The pictures of the exhibition comprise a selection from diverse chapters of the book. If we were to expect such an encyclopaedic work to orient us with regard to its meaning at least on the level of chapters, as theoretically it should encompass all, the entire corpus of knowledge and vision, we would once again be disappointed. The sections are organised, giving the illusion of serious scientific discourse, in a similar way as Borges’ Chinese encyclopaedia in Foucault’s work The Order of Things. It is recommended to quote the famous text in its entity, since regarding its meaning, it is more profound than the quotation cited by Foucault and further cited by many others: “These ambiguities, redundancies and deficiencies remind us of those which doctor Franz Kuhn attributes to a certain Chinese encyclopaedia entitled 'Celestial Empire of benevolent Knowledge'. In its remote pages it is written that the animals are divided into: (a) belonging to the emperor, (b) embalmed, (c) tame, (d) sucking pigs, (e) sirens, (f) fabulous, (g) stray dogs, (h) included in the present classification, (i) frenzied, (j) innumerable, (k) drawn with a very fine camelhair brush, (l) et cetera, (m) having just broken the water pitcher, (n) that from a long way off look like flies. The Bibliographic Institute of Brussels exerts chaos too: it has divided the universe into 1000 subdivisions, from which number 262 is the pope; number 282, the Roman Catholic Church; 263, the Day of the Lord; 268 Sunday schools; 298, Mormonism; and number 294, Brahmanism, Buddhism, Shintoism and Taoism. It doesn't reject heterogeneous subdivisions as, for example, 179: ‘Cruelty towards animals. Animals protection. Duel and suicide seen through moral values. Various vices and disadvantages. Advantages and various qualities.’” (The Analytical Language of John Wilkins)

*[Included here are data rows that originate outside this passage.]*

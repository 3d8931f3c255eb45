use std::collections::HashMap;
use std::path::{Path, PathBuf};
use std::sync::{Arc, Mutex, MutexGuard};

use tokio::fs::File;
use tokio::io::{AsyncWriteExt, BufWriter};

use crate::error::DownloadError;
use crate::presentation::{Presenter, Progress};

/// Opens a finished file with the desktop's default handler.
pub trait FileOpener: Send + Sync {
    fn open(&self, path: &Path) -> std::io::Result<()>;
}

/// `FileOpener` backed by the `opener` crate.
#[derive(Debug, Default, Clone, Copy)]
pub struct SystemOpener;

impl FileOpener for SystemOpener {
    fn open(&self, path: &Path) -> std::io::Result<()> {
        opener::open(path).map_err(std::io::Error::other)
    }
}

/// Snapshot of one open download.
#[derive(Debug, Clone, PartialEq, Eq)]
pub struct DownloadItem {
    pub path: PathBuf,
    pub bytes_written: u64,
    pub total_bytes: Option<u64>,
}

impl DownloadItem {
    fn fraction(&self) -> Option<f64> {
        match self.total_bytes {
            Some(0) => Some(1.0),
            Some(total) => Some((self.bytes_written as f64 / total as f64).min(1.0)),
            None => None,
        }
    }
}

// `None` once the download is closed, aborted or restarted; a write that
// raced with that finds nothing to write to.
type SharedWriter = Arc<tokio::sync::Mutex<Option<BufWriter<File>>>>;

struct Entry {
    item: DownloadItem,
    writer: SharedWriter,
}

/// Path-keyed set of open downloads.
///
/// A path is present exactly while its download is open. Signals for a path
/// that is not open (late chunks, duplicate closes) are ignored. The map lock
/// is never held across file I/O; each entry has its own async writer lock.
pub struct DownloadQueue {
    entries: Mutex<HashMap<PathBuf, Entry>>,
    presenter: Arc<dyn Presenter>,
    opener: Box<dyn FileOpener>,
}

impl DownloadQueue {
    pub fn new(presenter: Arc<dyn Presenter>) -> Self {
        Self::with_opener(presenter, Box::new(SystemOpener))
    }

    pub fn with_opener(presenter: Arc<dyn Presenter>, opener: Box<dyn FileOpener>) -> Self {
        Self {
            entries: Mutex::new(HashMap::new()),
            presenter,
            opener,
        }
    }

    fn lock(&self) -> MutexGuard<'_, HashMap<PathBuf, Entry>> {
        self.entries.lock().unwrap_or_else(|e| e.into_inner())
    }

    /// Create the destination file and start tracking it.
    ///
    /// Reopening a path that is already open discards the old download's
    /// unwritten bytes, truncates the file and restarts its counters.
    pub async fn open(&self, path: impl Into<PathBuf>) -> Result<DownloadItem, DownloadError> {
        let path = path.into();
        let previous = self.lock().remove(&path);
        if let Some(previous) = &previous {
            log::warn!("Restarting download: {}", path.display());
            retire(&previous.writer).await;
        }

        let file = match File::create(&path).await {
            Ok(file) => file,
            Err(source) => {
                if previous.is_some() {
                    let progress = progress_of(&self.lock());
                    self.publish(progress);
                }
                return Err(DownloadError::PathUnavailable { path, source });
            }
        };
        let item = DownloadItem {
            path: path.clone(),
            bytes_written: 0,
            total_bytes: None,
        };
        log::info!("Download started: {}", path.display());

        let progress = {
            let mut entries = self.lock();
            entries.insert(
                path,
                Entry {
                    item: item.clone(),
                    writer: Arc::new(tokio::sync::Mutex::new(Some(BufWriter::new(file)))),
                },
            );
            progress_of(&entries)
        };
        self.publish(progress);
        Ok(item)
    }

    /// Record the expected size of an open download.
    pub fn report_total(&self, path: &Path, total_bytes: u64) {
        match self.lock().get_mut(path) {
            Some(entry) => entry.item.total_bytes = Some(total_bytes),
            None => log::debug!("Ignoring size report for {}: not open", path.display()),
        }
    }

    /// Append `bytes` and refresh progress.
    ///
    /// A failed write drops the item and leaves the partial file on disk.
    pub async fn write_chunk(&self, path: &Path, bytes: &[u8]) -> Result<(), DownloadError> {
        let writer = self.lock().get(path).map(|e| Arc::clone(&e.writer));
        let Some(writer) = writer else {
            log::debug!("Ignoring chunk for {}: not open", path.display());
            return Ok(());
        };

        let written = {
            let mut guard = writer.lock().await;
            let Some(out) = guard.as_mut() else {
                log::debug!("Ignoring chunk for {}: closed", path.display());
                return Ok(());
            };
            let written = out.write_all(bytes).await;
            if written.is_err() {
                guard.take();
            }
            written
        };

        let (result, progress) = {
            let mut entries = self.lock();
            // Closed or restarted while this chunk was being written.
            if !entries
                .get(path)
                .is_some_and(|e| Arc::ptr_eq(&e.writer, &writer))
            {
                return Ok(());
            }
            let result = match written {
                Ok(()) => {
                    if let Some(entry) = entries.get_mut(path) {
                        entry.item.bytes_written += bytes.len() as u64;
                    }
                    Ok(())
                }
                Err(source) => {
                    entries.remove(path);
                    Err(DownloadError::Write {
                        path: path.to_path_buf(),
                        source,
                    })
                }
            };
            (result, progress_of(&entries))
        };
        self.publish(progress);
        if let Err(e) = &result {
            log::error!("Download aborted: {e}");
        }
        result
    }

    /// Finish a download, optionally opening the file afterwards.
    pub async fn close(&self, path: &Path, open_after: bool) -> Result<(), DownloadError> {
        let (entry, progress) = {
            let mut entries = self.lock();
            let entry = entries.remove(path);
            (entry, progress_of(&entries))
        };
        let Some(entry) = entry else {
            log::debug!("Ignoring close for {}: not open", path.display());
            return Ok(());
        };

        let writer = entry.writer.lock().await.take();
        let flushed = match writer {
            Some(mut writer) => writer.flush().await,
            None => Ok(()),
        };
        self.publish(progress);
        flushed.map_err(|source| DownloadError::Write {
            path: path.to_path_buf(),
            source,
        })?;
        log::info!("Download finished: {}", path.display());

        if open_after {
            self.opener
                .open(path)
                .map_err(|source| DownloadError::Open {
                    path: path.to_path_buf(),
                    source,
                })?;
        }
        Ok(())
    }

    /// Stop tracking a download without opening it.
    ///
    /// Bytes still buffered are dropped; the partial file stays on disk.
    pub async fn abort(&self, path: &Path) {
        let (removed, progress) = {
            let mut entries = self.lock();
            let removed = entries.remove(path);
            (removed, progress_of(&entries))
        };
        if let Some(entry) = removed {
            retire(&entry.writer).await;
            log::warn!("Download aborted: {}", path.display());
            self.publish(progress);
        }
    }

    pub fn contains(&self, path: &Path) -> bool {
        self.lock().contains_key(path)
    }

    pub fn len(&self) -> usize {
        self.lock().len()
    }

    pub fn is_empty(&self) -> bool {
        self.lock().is_empty()
    }

    pub fn item(&self, path: &Path) -> Option<DownloadItem> {
        self.lock().get(path).map(|e| e.item.clone())
    }

    /// Aggregate progress over everything currently open.
    pub fn progress(&self) -> Progress {
        progress_of(&self.lock()).1
    }

    fn publish(&self, (count, progress): (usize, Progress)) {
        if count == 0 {
            self.presenter.clear_progress();
            self.presenter.clear_badge();
        } else {
            self.presenter.set_badge(count);
            self.presenter.set_progress(progress);
        }
    }
}

// Drop buffered bytes, then wait out any write the file still has in flight
// so nothing lands after the path is reused.
async fn retire(writer: &SharedWriter) {
    let Some(writer) = writer.lock().await.take() else {
        return;
    };
    let mut file = writer.into_inner();
    if let Err(e) = file.flush().await {
        log::debug!("Discarding download writer: {e}");
    }
}

fn progress_of(entries: &HashMap<PathBuf, Entry>) -> (usize, Progress) {
    (
        entries.len(),
        aggregate_progress(entries.values().map(|e| &e.item)),
    )
}

/// Mean completion of `items`; indeterminate if any total is unknown.
pub fn aggregate_progress<'a>(items: impl IntoIterator<Item = &'a DownloadItem>) -> Progress {
    let mut sum = 0.0;
    let mut count = 0usize;
    for item in items {
        match item.fraction() {
            Some(f) => sum += f,
            None => return Progress::Indeterminate,
        }
        count += 1;
    }
    if count == 0 {
        Progress::None
    } else {
        Progress::Fraction(sum / count as f64)
    }
}
//! Backend process supervision
//!
//! Spawns the Python application server with the runtime's environment,
//! writes a full description of the launch into the server log, and forwards
//! the child's stdout/stderr into the same log line by line.
//!
//! ## Module Organization
//! - `env`: environment overrides, PATH fix-ups, interpreter resolution
//! - `process`: the `ServerProcess` handle and best-effort termination
//! - `signal`: control markers the backend prints on stderr

pub mod env;
mod process;
mod signal;

pub use process::ServerProcess;
pub use signal::RuntimeSignal;

use std::collections::BTreeMap;
use std::ffi::OsString;
use std::path::{Path, PathBuf};
use std::process::Stdio;
use std::sync::Arc;

use tokio::io::{AsyncBufReadExt, AsyncRead};
use tokio::sync::mpsc;

use crate::config::DevConfig;
use crate::error::SupervisorError;
use crate::platform::HostPlatform;
use crate::server_log::ServerLog;

const SEPARATOR: &str = "--------------------------------------------------------";

/// Everything needed to start one backend instance.
#[derive(Debug, Clone)]
pub struct LaunchSpec {
    pub python: PathBuf,
    pub webapp: PathBuf,
    pub pgadmin_config: PathBuf,
    pub runtime_config: PathBuf,
    /// Directory the runtime runs from; relative bundle paths resolve here.
    pub runtime_dir: PathBuf,
    pub port: u16,
    pub session_key: String,
}

impl LaunchSpec {
    /// Standard bundle layout with a fresh session key, honouring developer
    /// overrides.
    pub fn for_bundle(
        runtime_dir: &Path,
        platform: HostPlatform,
        dev: Option<&DevConfig>,
        runtime_config: &Path,
        port: u16,
    ) -> Self {
        let python = dev
            .and_then(|d| d.python_path.clone())
            .unwrap_or_else(|| env::bundled_python(platform));
        let webapp = dev
            .and_then(|d| d.pgadmin_file.clone())
            .unwrap_or_else(|| PathBuf::from("../web/pgAdmin4.py"));

        Self {
            python: env::resolve_path(runtime_dir, &python),
            webapp: env::resolve_path(runtime_dir, &webapp),
            pgadmin_config: env::resolve_path(runtime_dir, Path::new("../web/config.py")),
            runtime_config: runtime_config.to_path_buf(),
            runtime_dir: runtime_dir.to_path_buf(),
            port,
            session_key: uuid::Uuid::new_v4().to_string(),
        }
    }

    pub fn args(&self) -> Vec<String> {
        vec!["-s".to_string(), self.webapp.display().to_string()]
    }

    pub fn command_line(&self) -> String {
        format!("{} {}", self.python.display(), self.args().join(" "))
    }

    /// Health endpoint for this launch.
    pub fn ping_url(&self) -> String {
        format!(
            "http://127.0.0.1:{}/misc/ping?key={}",
            self.port, self.session_key
        )
    }

    /// Start page the main window loads.
    pub fn start_url(&self) -> String {
        format!("http://127.0.0.1:{}/?key={}", self.port, self.session_key)
    }

    /// Base URL other endpoints (update feed) hang off.
    pub fn base_url(&self) -> String {
        format!("http://127.0.0.1:{}", self.port)
    }
}

/// Spawns backend processes and wires their output into the server log.
pub struct Supervisor {
    log: Arc<ServerLog>,
    platform: HostPlatform,
    signals: mpsc::UnboundedSender<RuntimeSignal>,
}

impl Supervisor {
    pub fn new(
        log: Arc<ServerLog>,
        platform: HostPlatform,
        signals: mpsc::UnboundedSender<RuntimeSignal>,
    ) -> Self {
        Self {
            log,
            platform,
            signals,
        }
    }

    #[cfg(test)]
    pub(crate) fn signal_sender(&self) -> mpsc::UnboundedSender<RuntimeSignal> {
        self.signals.clone()
    }

    /// Spawn the backend described by `spec`.
    ///
    /// The environment is the current process environment plus the runtime's
    /// overrides; every variable is written to the server log before the spawn.
    /// A spawn failure is logged and returned, never retried.
    pub fn spawn(&self, spec: &LaunchSpec) -> Result<ServerProcess, SupervisorError> {
        let env = env::build_environment(
            std::env::vars_os(),
            spec.port,
            &spec.session_key,
            self.platform,
            spec.python.parent().unwrap_or(spec.runtime_dir.as_path()),
        );
        self.write_launch_description(spec, &env)?;

        let mut cmd = tokio::process::Command::new(&spec.python);
        cmd.args(spec.args())
            .env_clear()
            .envs(&env)
            .stdin(Stdio::null())
            .stdout(Stdio::piped())
            .stderr(Stdio::piped())
            .kill_on_drop(true);

        let mut child = match cmd.spawn() {
            Ok(child) => child,
            Err(source) => {
                log::error!("Failed to spawn {}: {source}", spec.python.display());
                self.log.write_best_effort("Failed to launch pgAdmin4. Error:");
                self.log.write_best_effort(source.to_string());
                return Err(SupervisorError::Spawn {
                    command: spec.command_line(),
                    source,
                });
            }
        };

        let pid_str = child.id().map_or("unavailable".to_string(), |p| p.to_string());
        log::info!("pgAdmin server spawned (PID: {pid_str})");

        let stdout_task = child.stdout.take().map(|stdout| {
            let log = Arc::clone(&self.log);
            tokio::spawn(async move {
                forward_lines(stdout, |line| log.write_best_effort(line)).await;
            })
        });

        let stderr_task = child.stderr.take().map(|stderr| {
            let log = Arc::clone(&self.log);
            let signals = self.signals.clone();
            tokio::spawn(async move {
                forward_lines(stderr, |line| match RuntimeSignal::decode(&line) {
                    Some(signal) => {
                        if signals.send(signal).is_err() {
                            log::debug!("No listener for runtime signal {signal:?}");
                        }
                    }
                    None => log.write_best_effort(line),
                })
                .await;
            })
        });

        Ok(ServerProcess::new(child, stdout_task, stderr_task))
    }

    fn write_launch_description(
        &self,
        spec: &LaunchSpec,
        env: &BTreeMap<OsString, OsString>,
    ) -> Result<(), SupervisorError> {
        let log = &self.log;
        log.write("pgAdmin Runtime Environment")?;
        log.write(SEPARATOR)?;
        log.write(format!("Python Path: \"{}\"", spec.python.display()))?;
        log.write(format!(
            "Runtime Config File: \"{}\"",
            spec.runtime_config.display()
        ))?;
        log.write(format!(
            "pgAdmin Config File: \"{}\"",
            spec.pgadmin_config.display()
        ))?;
        log.write(format!("Webapp Path: \"{}\"", spec.webapp.display()))?;
        log.write(format!("pgAdmin Command: \"{}\"", spec.command_line()))?;
        log.write("Environment: ")?;
        for (key, value) in env {
            log.write(format!(
                "  - {}: {}",
                key.to_string_lossy(),
                value.to_string_lossy()
            ))?;
        }
        log.write(format!("{SEPARATOR}\n"))?;
        Ok(())
    }
}

/// Hand each line of `reader` to `on_line` until EOF or a read error.
///
/// Bytes that are not valid UTF-8 are replaced rather than ending the stream.
async fn forward_lines<R, F>(reader: R, mut on_line: F)
where
    R: AsyncRead + Unpin,
    F: FnMut(String),
{
    let mut reader = tokio::io::BufReader::new(reader);
    let mut buf = Vec::new();
    loop {
        buf.clear();
        match reader.read_until(b'\n', &mut buf).await {
            Ok(0) => break,
            Ok(_) => {
                while matches!(buf.last(), Some(b'\n' | b'\r')) {
                    buf.pop();
                }
                on_line(String::from_utf8_lossy(&buf).into_owned());
            }
            Err(e) => {
                log::debug!("Stopped reading backend output: {e}");
                break;
            }
        }
    }
}

#[cfg(test)]
mod tests {
    use super::*;

    fn spec(python: PathBuf, dir: &Path) -> LaunchSpec {
        LaunchSpec {
            python,
            webapp: dir.join("pgAdmin4.py"),
            pgadmin_config: dir.join("config.py"),
            runtime_config: dir.join("runtime_config.json"),
            runtime_dir: dir.to_path_buf(),
            port: 5050,
            session_key: "session".to_string(),
        }
    }

    #[test]
    fn urls_embed_port_and_session_key() {
        let s = spec(PathBuf::from("python3"), Path::new("/rt"));

        assert_eq!(s.ping_url(), "http://127.0.0.1:5050/misc/ping?key=session");
        assert_eq!(s.start_url(), "http://127.0.0.1:5050/?key=session");
    }

    #[test]
    fn dev_config_overrides_interpreter() {
        let dev = DevConfig {
            python_path: Some(PathBuf::from("/opt/dev/python3")),
            pgadmin_file: None,
        };

        let s = LaunchSpec::for_bundle(
            Path::new("/opt/pgadmin/runtime"),
            HostPlatform::Linux,
            Some(&dev),
            Path::new("/cfg/runtime_config.json"),
            5050,
        );

        assert_eq!(s.python, PathBuf::from("/opt/dev/python3"));
        assert_eq!(s.webapp, PathBuf::from("/opt/pgadmin/web/pgAdmin4.py"));
        assert_eq!(uuid::Uuid::parse_str(&s.session_key).unwrap().get_version_num(), 4);
    }

    #[tokio::test]
    async fn spawn_failure_is_logged_and_returned() {
        let dir = tempfile::tempdir().unwrap();
        let log = Arc::new(ServerLog::at(dir.path().join("server.log")));
        let (tx, _rx) = mpsc::unbounded_channel();
        let supervisor = Supervisor::new(Arc::clone(&log), HostPlatform::Linux, tx);

        let result = supervisor.spawn(&spec(dir.path().join("no-such-python"), dir.path()));

        assert!(matches!(result, Err(SupervisorError::Spawn { .. })));
        let contents = log.read();
        assert!(contents.contains("pgAdmin Runtime Environment"));
        assert!(contents.contains("  - PGADMIN_INT_KEY: session"));
        assert!(contents.contains("Failed to launch pgAdmin4. Error:"));
    }

    #[tokio::test]
    async fn invalid_utf8_does_not_stop_forwarding() {
        let output: &[u8] = b"before\nbad \xff byte\r\nafter\nno newline";
        let mut lines = Vec::new();

        forward_lines(output, |line| lines.push(line)).await;

        assert_eq!(lines, vec!["before", "bad \u{fffd} byte", "after", "no newline"]);
    }

    #[cfg(unix)]
    #[tokio::test]
    async fn backend_output_after_invalid_utf8_reaches_the_log() {
        use std::os::unix::fs::PermissionsExt;
        use std::time::Duration;

        let dir = tempfile::tempdir().unwrap();
        let fake_python = dir.path().join("fake-python");
        std::fs::write(
            &fake_python,
            "#!/bin/sh\necho first-line\nprintf 'bad \\377 byte\\n'\necho line-after-bad-byte\nprintf 'err \\377\\n' >&2\necho 'Runtime Zoom Out' >&2\nsleep 30\n",
        )
        .unwrap();
        std::fs::set_permissions(&fake_python, std::fs::Permissions::from_mode(0o755)).unwrap();
        let log = Arc::new(ServerLog::at(dir.path().join("server.log")));
        let (tx, mut rx) = mpsc::unbounded_channel();
        let supervisor = Supervisor::new(Arc::clone(&log), HostPlatform::Linux, tx);

        let mut process = supervisor.spawn(&spec(fake_python, dir.path())).unwrap();

        let signal = tokio::time::timeout(Duration::from_secs(5), rx.recv())
            .await
            .unwrap();
        assert_eq!(signal, Some(RuntimeSignal::ZoomOut));
        let deadline = tokio::time::Instant::now() + Duration::from_secs(5);
        while !log.read().contains("line-after-bad-byte") {
            assert!(tokio::time::Instant::now() < deadline, "output stopped at the bad byte");
            tokio::time::sleep(Duration::from_millis(20)).await;
        }
        let contents = log.read();
        assert!(contents.contains("first-line"));
        assert!(contents.contains("bad \u{fffd} byte"));
        assert!(contents.contains("err \u{fffd}"));

        process.kill().await;
    }

    #[cfg(unix)]
    #[tokio::test]
    async fn output_is_forwarded_and_markers_become_signals() {
        use std::os::unix::fs::PermissionsExt;
        use std::time::Duration;

        let dir = tempfile::tempdir().unwrap();
        let fake_python = dir.path().join("fake-python");
        std::fs::write(
            &fake_python,
            "#!/bin/sh\necho \"started on $PGADMIN_INT_PORT\"\necho 'Runtime Zoom In' >&2\necho boom >&2\nsleep 30\n",
        )
        .unwrap();
        std::fs::set_permissions(&fake_python, std::fs::Permissions::from_mode(0o755)).unwrap();
        let log = Arc::new(ServerLog::at(dir.path().join("server.log")));
        let (tx, mut rx) = mpsc::unbounded_channel();
        let supervisor = Supervisor::new(Arc::clone(&log), HostPlatform::Linux, tx);

        let mut process = supervisor.spawn(&spec(fake_python, dir.path())).unwrap();

        let signal = tokio::time::timeout(Duration::from_secs(5), rx.recv())
            .await
            .unwrap();
        assert_eq!(signal, Some(RuntimeSignal::ZoomIn));

        let deadline = tokio::time::Instant::now() + Duration::from_secs(5);
        while !(log.read().contains("started on 5050") && log.read().contains("boom")) {
            assert!(tokio::time::Instant::now() < deadline, "output never reached the log");
            tokio::time::sleep(Duration::from_millis(20)).await;
        }
        assert!(!log.read().contains("Runtime Zoom In"));
        assert!(process.is_alive().await);

        process.kill().await;
        assert!(!process.is_alive().await);
        // A second kill finds nothing to do and must not panic.
        process.kill().await;
    }
}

With the abstract and absurd encyclopaedia, the enterprise of Gábor Gerhes reflects on the aforementioned ambiguities, redundancies, shortcomings of knowledge and systems of knowledge set in words, or, to put it in another way, on their deceit, fictionality and the exchangeability of categories and contrasting features. All these using images, which is, in turn, the irony of irony, a paradox move, as it brings into play, confronts and co-interprets the mutually untranslatable entities of image and text, visual and discursive meaning. Of course, in a manner that the chapter of the Atlas entitled Misologia blasts the entire thing into smithereens like a landmine, as it can be known, if from no other source than Karl Ove Knausgård’s also monumental and encyclopaedic-like book My Struggle, Book 2: A Man in Love, that: “Misology, the distrust of words, as was the case with Pyrrho, pyromania; was that a way to go for a writer? Everything that can be said with words can be contradicted with words, so what’s the point of dissertations, novels, literature? Or to put it another way: whatever we say is true we can also always say is untrue.”
Which, of course, is a rephrasing of Nietzsche’s radical insight, for: “What then is truth? A movable host of metaphors, metonymies, and; anthropomorphisms: in short, a sum of human relations which have been poetically and rhetorically intensified, transferred, and embellished, and which, after long usage, seem to a people to be fixed, canonical, and binding. Truths are illusions which we have forgotten are illusions- they are metaphors that have become worn out and have been drained of sensuous force, coins which have lost their embossing and are now considered as metal and no longer as coins.” (On Truth and Lies in a Nonmoral Sense)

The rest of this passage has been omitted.